**PROBLEM TO WORK ON:**
Which lines of the records below contain the word "source"? Report each of them in full.

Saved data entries
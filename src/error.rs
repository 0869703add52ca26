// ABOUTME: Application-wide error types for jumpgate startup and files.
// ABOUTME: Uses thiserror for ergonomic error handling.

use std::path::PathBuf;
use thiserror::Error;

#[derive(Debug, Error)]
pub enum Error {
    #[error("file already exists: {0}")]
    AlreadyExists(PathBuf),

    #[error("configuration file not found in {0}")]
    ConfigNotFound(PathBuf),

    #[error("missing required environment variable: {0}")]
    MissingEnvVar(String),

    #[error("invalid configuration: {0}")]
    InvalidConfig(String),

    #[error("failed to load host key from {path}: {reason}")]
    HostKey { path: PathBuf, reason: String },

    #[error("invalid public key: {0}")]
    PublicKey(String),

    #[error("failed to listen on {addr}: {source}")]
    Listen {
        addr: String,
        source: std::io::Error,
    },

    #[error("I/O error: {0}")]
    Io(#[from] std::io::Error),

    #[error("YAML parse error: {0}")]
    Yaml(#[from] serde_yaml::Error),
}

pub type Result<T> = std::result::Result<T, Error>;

**ANSWER TO THIS TASK:**
    #[error("failed to listen on {addr}: {source}")]
        source: std::io::Error,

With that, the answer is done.